Collected data entries
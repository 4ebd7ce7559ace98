mod chunk;
mod element;

pub use chunk::{ChunkPayload, MergedChild, ProcessedChunk, TokenCount};
pub use element::{DocumentBundle, DocumentElement, DocumentMeta, ItemLabel};

use std::collections::HashMap;

pub type Metadata = HashMap<String, serde_json::Value>;
mod filter;
mod merger;
mod page_chunker;
mod pipeline;
mod table;
mod tokens;

pub use filter::{ContentFilter, RejectReason};
pub use merger::{HierarchyMerger, MergeAnomaly, MergeOutcome};
pub use page_chunker::PageChunker;
pub use pipeline::{PipelineOutput, PipelineStats, ProcessingPipeline};
pub use table::TableNormalizer;
#[cfg(feature = "tiktoken")]
pub use tokens::TiktokenCounter;
pub use tokens::{CharEstimateCounter, TokenCounter, default_counter};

- WHAT TO PRODUCE
Please restate, exactly as written, the line that holds "pub type Metadata" and all remaining lines of the data above, and only those.

- ANSWER BOX
pub type Metadata = HashMap<String, serde_json::Value>;
mod filter;
mod merger;
mod page_chunker;
mod pipeline;
mod table;
mod tokens;

pub use filter::{ContentFilter, RejectReason};
pub use merger::{HierarchyMerger, MergeAnomaly, MergeOutcome};
pub use page_chunker::PageChunker;
pub use pipeline::{PipelineOutput, PipelineStats, ProcessingPipeline};
pub use table::TableNormalizer;
#[cfg(feature = "tiktoken")]
pub use tokens::TiktokenCounter;
pub use tokens::{CharEstimateCounter, TokenCounter, default_counter};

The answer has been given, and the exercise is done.